In 2004, Dave and Shannon re-entered the careers as a lawyer and engineer, thinking  they could go back to the way things had been before cancer. As it turns out, re-entry wasn’t quite that simple. ” The problem was that after our experience with cancer together, we were not the same people we had been before,” they recall now. They had to face the reality that the wake of turbulence that came AFTER treatments was just as critical, and the couple soon realized they needed to align their work with their personal values and a stress-minimizing new routine.

Shannon remembers a Friday afternoon in July 2005. “I came home from work emotionally exhausted and in tears… again. Dave looked at me and said simply, ‘don’t go back on Monday.’ That afternoon we sat on the floor with a big poster board and, for the first time in our relationship, began to write down what we wanted more of in our lives and what we wanted ‘less of’ in our lives.” That exercise would soon prove to be the springboard and filter for a new path in their lives.  

“While we were going through Shannon’s cancer we already knew how important attitude is, and we figured out early on that we needed to keep each of our spirits up by seeking out live music, taking time in nature and time with friends and laughing whenever possible,” Dave says. “But we also saw a high level of anxiety from some people in the infusion waiting room and not many programs (at that time) to support survivors emotional needs like the need for connection and hope (and laughter).”

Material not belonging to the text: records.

//! Viewer application state.

use ash::vk;
use glam::{Mat4, Quat, Vec3};
use tracing::info;
use trellis_app::{AppContext, Camera, SandboxApp};
use trellis_gpu::texture::checkerboard;
use trellis_gpu::Texture;
use trellis_render::{Mesh, MeshData, Scene, StaticScene};

use crate::Options;

/// Distance between neighbouring cube centres.
const SPACING: f32 = 2.0;
const TEXTURE_SIZE: u32 = 64;
const CHECKER_CELL: u32 = 8;

/// Checkerboard colour pairs, one material each.
const PALETTES: [([u8; 4], [u8; 4]); 3] = [
    ([235, 235, 235, 255], [40, 40, 40, 255]),
    ([250, 200, 90, 255], [120, 60, 20, 255]),
    ([120, 200, 250, 255], [20, 50, 110, 255]),
];

/// Centres of `count` cubes on a square grid in the XZ plane, centred on
/// the origin and filled row by row.
pub fn cube_layout(count: u32) -> Vec<Vec3> {
    let side = (count as f32).sqrt().ceil().max(1.0) as u32;
    let offset = (side - 1) as f32 * SPACING * 0.5;

    (0..count)
        .map(|i| {
            let x = (i % side) as f32 * SPACING - offset;
            let z = (i / side) as f32 * SPACING - offset;
            Vec3::new(x, 0.0, z)
        })
        .collect()
}

struct Cube {
    position: Vec3,
    axis: Vec3,
    speed: f32,
    material: vk::DescriptorSet,
}

/// Viewer application state.
pub struct Viewer {
    scene: StaticScene,
    camera: Camera,
    cubes: Vec<Cube>,
    time: f32,
    // Referenced by the scene's drawables; dropped after it.
    mesh: Mesh,
    _textures: Vec<Texture>,
}

impl SandboxApp for Viewer {
    fn init(ctx: &mut AppContext) -> anyhow::Result<Self> {
        let options = Options::from_env().unwrap_or_default();

        let textures = PALETTES
            .iter()
            .map(|&(light, dark)| {
                let pixels = checkerboard(TEXTURE_SIZE, CHECKER_CELL, light, dark);
                ctx.renderer.create_texture(TEXTURE_SIZE, TEXTURE_SIZE, &pixels)
            })
            .collect::<Result<Vec<_>, _>>()?;

        let materials = textures
            .iter()
            .map(|texture| ctx.renderer.create_material(texture))
            .collect::<Result<Vec<_>, _>>()?;

        let mesh = ctx.renderer.upload_mesh(&MeshData::cube())?;

        let cubes = cube_layout(options.cubes)
            .into_iter()
            .enumerate()
            .map(|(i, position)| Cube {
                position,
                axis: Vec3::new(1.0, 1.0 + i as f32 * 0.37, 0.5).normalize(),
                speed: 0.6 + (i % 5) as f32 * 0.25,
                material: materials[i % materials.len()],
            })
            .collect::<Vec<_>>();

        let extent = (cubes.len() as f32).sqrt().ceil().max(1.0) * SPACING;
        let eye = Vec3::new(0.0, extent * 0.8, extent * 1.4 + 2.0);
        let mut camera = Camera::looking_at(eye, Vec3::ZERO);
        camera.far = extent * 10.0 + 50.0;
        camera.set_aspect(ctx.aspect_ratio());

        info!(
            "Viewer ready: {} cubes, {} materials ({} slots left)",
            cubes.len(),
            materials.len(),
            ctx.renderer.remaining_materials()
        );

        let mut viewer = Self {
            scene: StaticScene::default(),
            camera,
            cubes,
            time: 0.0,
            mesh,
            _textures: textures,
        };
        viewer.rebuild_scene();
        Ok(viewer)
    }

    fn update(&mut self, ctx: &AppContext, dt: f32) {
        self.time += dt;
        self.camera.set_aspect(ctx.aspect_ratio());
        self.rebuild_scene();
    }

    fn scene(&self) -> &dyn Scene {
        &self.scene
    }

    fn on_resize(&mut self, _ctx: &mut AppContext, width: u32, height: u32) -> anyhow::Result<()> {
        self.camera.set_viewport(width, height);
        info!("Viewport now {width}x{height}");
        Ok(())
    }

    fn cleanup(&mut self, _ctx: &mut AppContext) {
        self.scene.drawables.clear();
    }
}

impl Viewer {
    fn rebuild_scene(&mut self) {
        self.scene.camera = self.camera.uniforms();
        self.scene.drawables = self
            .cubes
            .iter()
            .map(|cube| {
                let rotation = Quat::from_axis_angle(cube.axis, self.time * cube.speed);
                let transform = Mat4::from_rotation_translation(rotation, cube.position);
                self.mesh.drawable(transform, cube.material)
            })
            .collect();
    }
}
//! Core types and utilities for the Trellis Vulkan sandbox.
//!
//! This crate provides the foundational pieces shared by every other crate:
//! - Engine-wide constants (frames in flight, descriptor capacity)
//! - The configuration error type
//! - Logging initialization

pub mod error;
pub mod logging;

pub use error::{Error, Result};
pub use logging::init_logging;

/// Engine-wide constants
pub mod constants {
    /// Number of frame slots cycled by the frame loop.
    ///
    /// Independent of the swapchain image count.
    pub const MAX_FRAMES_IN_FLIGHT: usize = 3;

    /// Default number of material descriptor sets the material pool can hold.
    pub const DEFAULT_MATERIAL_CAPACITY: u32 = 100;

    /// Timeout used when waiting on in-flight fences (effectively forever).
    pub const FENCE_TIMEOUT_NS: u64 = u64::MAX;
}
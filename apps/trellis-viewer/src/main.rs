//! Trellis Viewer
//!
//! Renders a grid of spinning, textured cubes through the frame loop.
//! Resize or minimize the window to exercise swapchain recreation.
//!
//! ## Usage
//!
//! ```bash
//! cargo run -p trellis-viewer -- [OPTIONS]
//! ```
//!
//! ## Options
//!
//! - `--vsync`: Present with FIFO instead of MAILBOX
//! - `--no-validation`: Disable Vulkan validation layers
//! - `--cubes <N>`: Number of cubes to draw (default: 9)
//! - `-h, --help`: Print help message
//!
//! ## Environment Variables
//!
//! - `RUST_LOG`: Set log level (e.g., info, debug, trace)

mod app;

use trellis_app::{run_app, AppConfig};

use crate::app::Viewer;

const WIDTH: u32 = 1280;
const HEIGHT: u32 = 720;
const DEFAULT_CUBES: u32 = 9;

/// Command line options.
#[derive(Debug, Clone, PartialEq, Eq)]
pub struct Options {
    pub vsync: bool,
    pub validation: bool,
    pub cubes: u32,
    pub help: bool,
}

impl Default for Options {
    fn default() -> Self {
        Self {
            vsync: false,
            validation: cfg!(debug_assertions),
            cubes: DEFAULT_CUBES,
            help: false,
        }
    }
}

impl Options {
    /// Parse options from the process arguments.
    pub fn from_env() -> Result<Self, String> {
        Self::parse(std::env::args().skip(1))
    }

    /// Parse options, not including the program name.
    pub fn parse<I, S>(args: I) -> Result<Self, String>
    where
        I: IntoIterator<Item = S>,
        S: AsRef<str>,
    {
        let mut options = Self::default();
        let mut args = args.into_iter();

        while let Some(arg) = args.next() {
            match arg.as_ref() {
                "--vsync" => options.vsync = true,
                "--no-validation" => options.validation = false,
                "--cubes" => {
                    let value = args
                        .next()
                        .ok_or_else(|| "--cubes needs a value".to_string())?;
                    options.cubes = value
                        .as_ref()
                        .parse()
                        .map_err(|e| format!("Invalid cube count {:?}: {e}", value.as_ref()))?;
                }
                "-h" | "--help" => options.help = true,
                other => return Err(format!("Unknown option: {other}")),
            }
        }

        Ok(options)
    }
}

fn main() -> anyhow::Result<()> {
    let options = match Options::from_env() {
        Ok(options) => options,
        Err(message) => {
            eprintln!("{message}\n");
            print_help();
            std::process::exit(2);
        }
    };

    if options.help {
        print_help();
        return Ok(());
    }

    run_app::<Viewer>(
        AppConfig::new("Trellis Viewer")
            .with_size(WIDTH, HEIGHT)
            .with_vsync(options.vsync)
            .with_validation(options.validation),
    )
}

fn print_help() {
    eprintln!(
        "Trellis Viewer

USAGE:
    cargo run -p trellis-viewer -- [OPTIONS]

OPTIONS:
    --vsync             Present with FIFO instead of MAILBOX
    --no-validation     Disable Vulkan validation layers
    --cubes <N>         Number of cubes to draw (default: {DEFAULT_CUBES})
    -h, --help          Print this help message

ENVIRONMENT VARIABLES:
    RUST_LOG            Set log level (e.g., info, debug, trace)"
    );
}

#[cfg(test)]
mod tests {
    use super::*;

    #[test]
    fn defaults() {
        let options = Options::parse(Vec::<String>::new()).unwrap();
        assert_eq!(options, Options::default());
        assert_eq!(options.cubes, DEFAULT_CUBES);
    }

    #[test]
    fn flags() {
        let options = Options::parse(["--vsync", "--no-validation", "--cubes", "4"]).unwrap();
        assert!(options.vsync);
        assert!(!options.validation);
        assert_eq!(options.cubes, 4);
        assert!(!options.help);
    }

    #[test]
    fn help() {
        assert!(Options::parse(["-h"]).unwrap().help);
        assert!(Options::parse(["--help"]).unwrap().help);
    }

    #[test]
    fn errors() {
        assert!(Options::parse(["--cubes"]).is_err());
        assert!(Options::parse(["--cubes", "many"]).is_err());
        assert!(Options::parse(["--fullscreen"]).is_err());
    }
}
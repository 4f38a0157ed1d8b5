//! Application runner.

use std::thread;
use std::time::{Duration, Instant};

use tracing::{error, info};
use trellis_core::constants::DEFAULT_MATERIAL_CAPACITY;
use trellis_core::{init_logging, Error as ConfigError};
use trellis_gpu::GpuContextBuilder;
use trellis_render::{
    FrameLoop, FrameOutcome, FrameStats, PresentationWindow, RendererConfig, VulkanRenderer,
};

use crate::app::SandboxApp;
use crate::context::AppContext;
use crate::window::AppWindow;

/// Application configuration.
#[derive(Debug, Clone)]
pub struct AppConfig {
    /// Window title.
    pub title: String,
    /// Initial window width.
    pub width: u32,
    /// Initial window height.
    pub height: u32,
    /// Target frames per second (None for unlimited).
    pub target_fps: Option<u32>,
    /// Enable vsync.
    pub vsync: bool,
    /// Enable Vulkan validation layers (default: debug builds only).
    pub validation: bool,
    /// Number of materials the renderer can hold.
    pub material_capacity: u32,
}

impl Default for AppConfig {
    fn default() -> Self {
        Self {
            title: "Trellis".to_string(),
            width: 1280,
            height: 720,
            target_fps: None,
            vsync: false,
            validation: cfg!(debug_assertions),
            material_capacity: DEFAULT_MATERIAL_CAPACITY,
        }
    }
}

impl AppConfig {
    /// Create a new config with the given title.
    pub fn new(title: impl Into<String>) -> Self {
        Self {
            title: title.into(),
            ..Default::default()
        }
    }

    /// Set the window dimensions.
    pub fn with_size(mut self, width: u32, height: u32) -> Self {
        self.width = width;
        self.height = height;
        self
    }

    /// Set the target FPS.
    pub fn with_target_fps(mut self, fps: u32) -> Self {
        self.target_fps = Some(fps);
        self
    }

    /// Enable or disable vsync.
    pub fn with_vsync(mut self, vsync: bool) -> Self {
        self.vsync = vsync;
        self
    }

    /// Enable or disable validation layers.
    pub fn with_validation(mut self, validation: bool) -> Self {
        self.validation = validation;
        self
    }

    /// Set the material descriptor capacity.
    pub fn with_material_capacity(mut self, capacity: u32) -> Self {
        self.material_capacity = capacity;
        self
    }

    /// Minimum duration of one iteration, if frame pacing is enabled.
    pub fn target_frame_time(&self) -> Option<Duration> {
        self.target_fps
            .filter(|&fps| fps > 0)
            .map(|fps| Duration::from_nanos(1_000_000_000 / u64::from(fps)))
    }

    /// Reject settings that cannot produce a running loop.
    pub fn validate(&self) -> trellis_core::Result<()> {
        if self.width == 0 || self.height == 0 {
            return Err(ConfigError::EmptyWindow {
                width: self.width,
                height: self.height,
            });
        }
        if self.material_capacity == 0 {
            return Err(ConfigError::ZeroCapacity {
                what: "Material capacity",
            });
        }
        if self.target_fps == Some(0) {
            return Err(ConfigError::Config(
                "target FPS must be positive, leave it unset for unlimited".to_string(),
            ));
        }
        Ok(())
    }

    fn renderer_config(&self) -> RendererConfig {
        RendererConfig {
            vsync: self.vsync,
            material_capacity: self.material_capacity,
            ..Default::default()
        }
    }
}

/// Minimum, maximum and average frame rate over a run.
#[derive(Debug, Clone, Copy)]
pub struct FpsStats {
    min: f64,
    max: f64,
    sum: f64,
    samples: u64,
}

impl Default for FpsStats {
    fn default() -> Self {
        Self {
            min: f64::MAX,
            max: 0.0,
            sum: 0.0,
            samples: 0,
        }
    }
}

impl FpsStats {
    /// Record one frame that took `dt` seconds. Zero durations are ignored.
    pub fn record(&mut self, dt: f32) {
        if dt <= 0.0 {
            return;
        }
        let fps = 1.0 / f64::from(dt);
        self.min = self.min.min(fps);
        self.max = self.max.max(fps);
        self.sum += fps;
        self.samples += 1;
    }

    pub fn min(&self) -> Option<f64> {
        (self.samples > 0).then_some(self.min)
    }

    pub fn max(&self) -> Option<f64> {
        (self.samples > 0).then_some(self.max)
    }

    pub fn average(&self) -> Option<f64> {
        (self.samples > 0).then(|| self.sum / self.samples as f64)
    }

    fn log(&self, frames: FrameStats) {
        if let (Some(min), Some(max), Some(avg)) = (self.min(), self.max(), self.average()) {
            info!("FPS Statistics:");
            info!("  Min: {min:.1}");
            info!("  Max: {max:.1}");
            info!("  Avg: {avg:.1}");
        }
        info!("  Presented frames: {}", frames.presented);
        info!("  Abandoned frames: {}", frames.abandoned);
        info!("  Swapchain recreations: {}", frames.recreations);
    }
}

/// Run a `SandboxApp` with the given configuration.
///
/// Initializes logging, creates the window, GPU context and renderer, and
/// drives the frame loop until the window closes. A fatal frame error ends
/// the loop; everything including the window is released before it is
/// returned.
pub fn run_app<A: SandboxApp>(config: AppConfig) -> anyhow::Result<()> {
    init_logging();
    config.validate()?;
    info!("{} starting...", config.title);

    let mut window = AppWindow::new(&config.title, config.width, config.height)?;
    let handle = window.handle();

    let gpu = GpuContextBuilder::new()
        .app_name(&config.title)
        .validation(config.validation)
        .build(handle.as_ref())?;

    let (width, height) = window.drawable_size();
    let renderer =
        VulkanRenderer::new(&gpu, width.max(1), height.max(1), config.renderer_config())?;
    drop(gpu);

    let mut ctx = AppContext::new(handle, renderer);
    let mut app = A::init(&mut ctx)?;
    info!("Application ready!");

    let mut frame_loop = FrameLoop::for_backend(&ctx.renderer);
    let mut fps = FpsStats::default();

    let result = run_loop(
        &mut window,
        &mut ctx,
        &mut app,
        &mut frame_loop,
        &mut fps,
        config.target_frame_time(),
    );
    if let Err(e) = &result {
        error!("Frame loop failed: {e:#}");
    }

    fps.log(frame_loop.stats());

    info!("Starting cleanup...");
    if let Err(e) = ctx.gpu().wait_idle() {
        error!("Failed to wait idle: {e}");
    }
    app.cleanup(&mut ctx);
    drop(app);
    drop(ctx);
    drop(window);
    info!("Cleanup complete");

    result
}

fn run_loop<A: SandboxApp>(
    window: &mut AppWindow,
    ctx: &mut AppContext,
    app: &mut A,
    frame_loop: &mut FrameLoop,
    fps: &mut FpsStats,
    target_frame_time: Option<Duration>,
) -> anyhow::Result<()> {
    while window.poll_events() {
        let frame_start = Instant::now();

        for event in window.drain_events() {
            app.on_event(&event);
        }

        let dt = ctx.tick();
        fps.record(dt);
        app.update(ctx, dt);

        let recreations = frame_loop.stats().recreations;
        match frame_loop.run_frame(&mut ctx.renderer, window, app.scene())? {
            FrameOutcome::Presented { .. } => ctx.frame_count += 1,
            FrameOutcome::Abandoned => {}
            FrameOutcome::WindowClosed => break,
        }

        if frame_loop.stats().recreations > recreations {
            let extent = ctx.extent();
            app.on_resize(ctx, extent.width, extent.height)?;
        }

        if let Some(target) = target_frame_time {
            let elapsed = frame_start.elapsed();
            if elapsed < target {
                thread::sleep(target - elapsed);
            }
        }
    }

    Ok(())
}

#[cfg(test)]
mod tests {
    use super::*;
    use approx::assert_relative_eq;

    #[test]
    fn config_builder() {
        let config = AppConfig::new("Test")
            .with_size(640, 480)
            .with_vsync(true)
            .with_validation(false)
            .with_target_fps(60)
            .with_material_capacity(8);

        assert_eq!(config.title, "Test");
        assert_eq!((config.width, config.height), (640, 480));
        assert!(config.vsync);
        assert!(!config.validation);
        assert_eq!(config.material_capacity, 8);
        assert_eq!(config.renderer_config().material_capacity, 8);
        assert!(config.renderer_config().vsync);
    }

    #[test]
    fn default_material_capacity() {
        assert_eq!(AppConfig::default().material_capacity, 100);
    }

    #[test]
    fn default_config_is_valid() {
        assert_eq!(AppConfig::default().validate(), Ok(()));
        assert_eq!(AppConfig::default().with_target_fps(144).validate(), Ok(()));
    }

    #[test]
    fn zero_sized_window_is_rejected() {
        assert_eq!(
            AppConfig::default().with_size(0, 720).validate(),
            Err(ConfigError::EmptyWindow {
                width: 0,
                height: 720
            })
        );
        assert!(AppConfig::default().with_size(1280, 0).validate().is_err());
    }

    #[test]
    fn zero_material_capacity_is_rejected() {
        let err = AppConfig::default()
            .with_material_capacity(0)
            .validate()
            .unwrap_err();
        assert!(matches!(err, ConfigError::ZeroCapacity { .. }));
        assert_eq!(err.to_string(), "Material capacity must be at least 1");
    }

    #[test]
    fn zero_target_fps_is_rejected() {
        assert!(matches!(
            AppConfig::default().with_target_fps(0).validate(),
            Err(ConfigError::Config(_))
        ));
    }

    #[test]
    fn frame_time_from_target_fps() {
        let config = AppConfig::default().with_target_fps(50);
        assert_eq!(config.target_frame_time(), Some(Duration::from_millis(20)));
        assert_eq!(AppConfig::default().target_frame_time(), None);
        assert_eq!(AppConfig::default().with_target_fps(0).target_frame_time(), None);
    }

    #[test]
    fn fps_stats() {
        let mut stats = FpsStats::default();
        assert_eq!(stats.average(), None);

        stats.record(0.5);
        stats.record(0.25);
        stats.record(0.0);

        assert_relative_eq!(stats.min().unwrap(), 2.0);
        assert_relative_eq!(stats.max().unwrap(), 4.0);
        assert_relative_eq!(stats.average().unwrap(), 3.0);
    }
}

11 months to the day, Dave and Shannon had bought a home in the woods 90 minutes from Charlotte, left their corporate jobs and decided to live life on their own terms based on their shared values of compassion, support of others with cancer. “We knew the property would be the perfect sort of environment to bring people into to relax. We folded in many of the lessons we learned on our journey and began imagining a safe place in the woods where survivors could bond, learn a variety of techniques for self care and anxiety reduction and have fun,” Shannon reflects. Now, that property, Wind River, does just that, providing survivors and their caregivers with a vital sanctuary.

“We’ve been able to set up something that is there to make it just a little easier on the next person dealing with cancer. For many cancer is the toughest thing that they’ve ever gone through and knowing there are others in your corner makes a world of difference.”

This summer will mark the 16th anniversary of Shannon’s debut lap around the Loop. She’s no longer bald, no longer needs to nap after each lap, but Shannon and Dave still exude the optimism and hope they carried in 2003. Only now, they alongside the Wind River team, have the joy of sharing their mission far and wide.